Problem to work on: Please copy each line in the records below that contains the string "DefaultHasher".

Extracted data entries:
//! Determinism testing utilities.
//!
//! Provides a harness for verifying that a battle produces identical
//! results given an identical setup and command script.
//!
//! # Testing Strategy
//!
//! A battle must be reproducible from its seed and command log alone.
//! Sources of non-determinism include:
//!
//! - **HashMap iteration order**: the default hasher is randomized.
//!   Everything that is iterated lives in `Vec`s or `BTreeMap`s.
//!
//! - **System randomness**: the only random source is the battle's seeded
//!   RNG, drawn in command order.
//!
//! - **Listener side effects**: listeners observe events but cannot reach
//!   the battle.
//!
//! # Test Levels
//!
//! 1. **Unit tests**: individual commands and buffs
//! 2. **Property tests**: random command scripts still replay identically
//! 3. **Integration tests**: full scenarios and replay files are reproducible

use std::collections::hash_map::DefaultHasher;
use std::hash::{Hash, Hasher};

use tactics_core::battle::Battle;
use tactics_core::command::Command;
use tactics_core::events::BattleEvent;
use tactics_core::replay::{Replay, ReplayPlayer};
use tactics_core::setup::BattleSetup;
use tactics_core::warrior::TeamId;
use tracing::warn;

/// Result of a determinism test.
#[derive(Debug, Clone, PartialEq, Eq)]
pub struct DeterminismResult {
    /// Whether all runs produced identical results.
    pub is_deterministic: bool,
    /// Hashes from each run.
    pub hashes: Vec<u64>,
    /// Number of steps applied per run.
    pub steps: u64,
}

impl DeterminismResult {
    /// Get all unique hashes (should be 1 for a deterministic battle).
    #[must_use]
    pub fn unique_hashes(&self) -> Vec<u64> {
        let mut unique: Vec<u64> = self.hashes.clone();
        unique.sort_unstable();
        unique.dedup();
        unique
    }

    /// Assert that the runs were deterministic, with a detailed error message.
    ///
    /// # Panics
    ///
    /// Panics if the runs produced different hashes.
    pub fn assert_deterministic(&self) {
        if !self.is_deterministic {
            let unique = self.unique_hashes();
            panic!(
                "Battle is non-deterministic!\n\
                 Runs: {}\n\
                 Steps: {}\n\
                 Unique hashes: {} (expected 1)\n\
                 All hashes: {:?}",
                self.hashes.len(),
                self.steps,
                unique.len(),
                self.hashes
            );
        }
    }
}

/// Run a state machine multiple times and verify determinism.
///
/// # Arguments
///
/// * `runs` - Number of times to run
/// * `steps` - Number of steps per run
/// * `setup` - Function to create the initial state
/// * `step` - Function to advance the state by one step
/// * `hash` - Function to compute the state hash
pub fn verify_determinism<S, Setup, Step, HashFn>(
    runs: usize,
    steps: u64,
    setup: Setup,
    step: Step,
    hash: HashFn,
) -> DeterminismResult
where
    Setup: Fn() -> S,
    Step: Fn(&mut S, u64),
    HashFn: Fn(&S) -> u64,
{
    let mut hashes = Vec::with_capacity(runs);

    for _ in 0..runs {
        let mut state = setup();

        for i in 0..steps {
            step(&mut state, i);
        }

        hashes.push(hash(&state));
    }

    let is_deterministic = hashes.windows(2).all(|w| w[0] == w[1]);

    DeterminismResult {
        is_deterministic,
        hashes,
        steps,
    }
}

/// Apply a script, ignoring rejected commands. Returns every event and the
/// number of rejections.
pub fn run_script(battle: &mut Battle, script: &[(TeamId, Command)]) -> (Vec<BattleEvent>, usize) {
    let mut events = Vec::new();
    let mut rejected = 0;
    for (player, command) in script {
        match battle.apply(*player, command.clone()) {
            Ok(batch) => events.extend(batch),
            Err(_) => rejected += 1,
        }
    }
    (events, rejected)
}

/// Build a battle from `setup` `runs` times, apply `script` to each, and
/// compare final hashes. Rejected commands are part of the script's
/// behaviour and do not fail the check.
///
/// # Panics
///
/// Panics if the setup is invalid.
pub fn verify_battle_determinism(
    setup: &BattleSetup,
    script: &[(TeamId, Command)],
    runs: usize,
) -> DeterminismResult {
    verify_determinism(
        runs,
        script.len() as u64,
        || Battle::from_setup(setup).expect("setup must be valid"),
        |battle, i| {
            let (player, command) = &script[i as usize];
            let _ = battle.apply(*player, command.clone());
        },
        Battle::state_hash,
    )
}

/// Apply a script to two battles in lockstep, finding the first divergence.
///
/// # Returns
///
/// `None` if the battles stay identical, `Some(0)` if they already differ
/// after construction, `Some(n)` if they diverge after the n-th command.
///
/// # Panics
///
/// Panics if the setup is invalid.
pub fn find_first_divergence(setup: &BattleSetup, script: &[(TeamId, Command)]) -> Option<usize> {
    let mut a = Battle::from_setup(setup).expect("setup must be valid");
    let mut b = Battle::from_setup(setup).expect("setup must be valid");

    if a.state_hash() != b.state_hash() {
        return Some(0);
    }

    for (i, (player, command)) in script.iter().enumerate() {
        let ra = a.apply(*player, command.clone());
        let rb = b.apply(*player, command.clone());
        if ra != rb || a.state_hash() != b.state_hash() {
            warn!(step = i + 1, op = command.opcode(), "Battles diverged");
            return Some(i + 1);
        }
    }

    None
}

/// Record a script as a replay, push it through bincode, and verify the
/// decoded replay reproduces the final hash.
///
/// # Panics
///
/// Panics if the setup is invalid.
pub fn verify_replay_roundtrip(setup: &BattleSetup, script: &[(TeamId, Command)]) -> bool {
    let mut battle = Battle::from_setup(setup).expect("setup must be valid");
    run_script(&mut battle, script);
    let replay = Replay::record("roundtrip", setup.clone(), &battle);

    let Ok(bytes) = replay.to_bytes() else {
        return false;
    };
    let Ok(decoded) = Replay::from_bytes(&bytes) else {
        return false;
    };
    ReplayPlayer::new(decoded).and_then(|mut p| p.verify()).is_ok()
}

/// Compute a simple hash for any hashable value.
pub fn compute_hash<T: Hash>(value: &T) -> u64 {
    let mut hasher = DefaultHasher::new();
    value.hash(&mut hasher);
    hasher.finish()
}

/// Proptest strategies for determinism testing.
///
/// These strategies generate random but reproducible inputs for
/// property-based testing of battle determinism.
pub mod strategies {
    use proptest::prelude::*;
    use tactics_core::command::Command;
    use tactics_core::map::GridPos;
    use tactics_core::warrior::{TeamId, UnitId};

    /// Generate a cell inside a `width` x `height` grid.
    pub fn arb_grid_pos(width: u32, height: u32) -> impl Strategy<Value = GridPos> {
        (0..width as i32, 0..height as i32).prop_map(|(x, y)| GridPos::new(x, y))
    }

    /// Generate a unit id below `units`.
    pub fn arb_unit_id(units: u32) -> impl Strategy<Value = UnitId> {
        (0..units).prop_map(UnitId)
    }

    /// Generate one of the given teams.
    pub fn arb_team(players: Vec<TeamId>) -> impl Strategy<Value = TeamId> {
        proptest::sample::select(players)
    }

    /// Generate a short 4-connected walk starting anywhere on the grid.
    pub fn arb_walk(width: u32, height: u32, max_len: usize) -> impl Strategy<Value = Vec<GridPos>> {
        (
            arb_grid_pos(width, height),
            proptest::collection::vec(0..4usize, 0..max_len),
        )
            .prop_map(|(start, dirs)| {
                let mut path = vec![start];
                let mut current = start;
                for dir in dirs {
                    current = current.neighbors()[dir];
                    path.push(current);
                }
                path
            })
    }

    /// Generate any command against a grid and unit count. Many generated
    /// commands are invalid; that is the point.
    pub fn arb_command(width: u32, height: u32, units: u32) -> impl Strategy<Value = Command> {
        prop_oneof![
            Just(Command::PlayerPrepared),
            Just(Command::StartNextRound),
            Just(Command::ActionDone),
            (arb_grid_pos(width, height), arb_grid_pos(width, height))
                .prop_map(|(from, to)| Command::ExchangePositions { from, to }),
            (arb_unit_id(units), arb_walk(width, height, 4))
                .prop_map(|(unit, path)| Command::MoveOnPath { unit, path }),
            (arb_unit_id(units), arb_unit_id(units))
                .prop_map(|(attacker, target)| Command::Attack { attacker, target }),
            (
                arb_unit_id(units),
                prop_oneof![Just("attack"), Just("bolt"), Just("ward")],
                arb_grid_pos(width, height)
            )
                .prop_map(|(caster, skill, target)| Command::CastSkill {
                    caster,
                    skill: skill.to_string(),
                    target,
                }),
        ]
    }

    /// Generate a script of player-attributed commands.
    pub fn arb_command_script(
        width: u32,
        height: u32,
        units: u32,
        players: Vec<TeamId>,
        max_len: usize,
    ) -> impl Strategy<Value = Vec<(TeamId, Command)>> {
        proptest::collection::vec(
            (arb_team(players), arb_command(width, height, units)),
            0..max_len,
        )
    }
}

#[cfg(test)]
mod tests {
    use super::*;
    use crate::fixtures::{duel_setup, opening_script};
    use proptest::prelude::*;
    use strategies::arb_command_script;

    #[test]
    fn test_verify_determinism_simple() {
        let result = verify_determinism(3, 100, || 0u64, |n, _| *n += 1, |n| *n);

        assert!(result.is_deterministic);
        assert_eq!(result.hashes, vec![100, 100, 100]);
    }

    #[test]
    fn test_opening_is_deterministic() {
        let result = verify_battle_determinism(&duel_setup(7), &opening_script(), 4);
        result.assert_deterministic();
        assert_eq!(result.unique_hashes().len(), 1);
    }

    #[test]
    fn test_no_divergence_in_opening() {
        assert_eq!(find_first_divergence(&duel_setup(7), &opening_script()), None);
    }

    #[test]
    fn test_replay_roundtrip_of_opening() {
        assert!(verify_replay_roundtrip(&duel_setup(11), &opening_script()));
    }

    #[test]
    fn test_run_script_counts_rejections() {
        let mut battle = Battle::from_setup(&duel_setup(1)).unwrap();
        let script = vec![(1, Command::ActionDone), (1, Command::PlayerPrepared)];
        let (events, rejected) = run_script(&mut battle, &script);
        assert_eq!(rejected, 1);
        assert_eq!(events.len(), 1);
    }

    #[test]
    fn test_different_seeds_may_differ_but_each_is_stable() {
        for seed in 0..5 {
            verify_battle_determinism(&duel_setup(seed), &opening_script(), 2).assert_deterministic();
        }
    }

    #[test]
    fn test_compute_hash_is_stable() {
        assert_eq!(compute_hash(&(1, "a")), compute_hash(&(1, "a")));
        assert_ne!(compute_hash(&1u32), compute_hash(&2u32));
    }

    proptest! {
        #![proptest_config(ProptestConfig::with_cases(64))]

        #[test]
        fn prop_random_scripts_are_deterministic(
            script in arb_command_script(8, 6, 5, vec![1, 2], 40)
        ) {
            let setup = duel_setup(3);
            let mut full = opening_script();
            full.extend(script);
            prop_assert_eq!(find_first_divergence(&setup, &full), None);
        }

        #[test]
        fn prop_random_scripts_replay(
            script in arb_command_script(8, 6, 4, vec![1, 2], 30)
        ) {
            let setup = duel_setup(5);
            let mut full = opening_script();
            full.extend(script);
            prop_assert!(verify_replay_roundtrip(&setup, &full));
        }
    }
}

Exercise response:
use std::collections::hash_map::DefaultHasher;
    let mut hasher = DefaultHasher::new();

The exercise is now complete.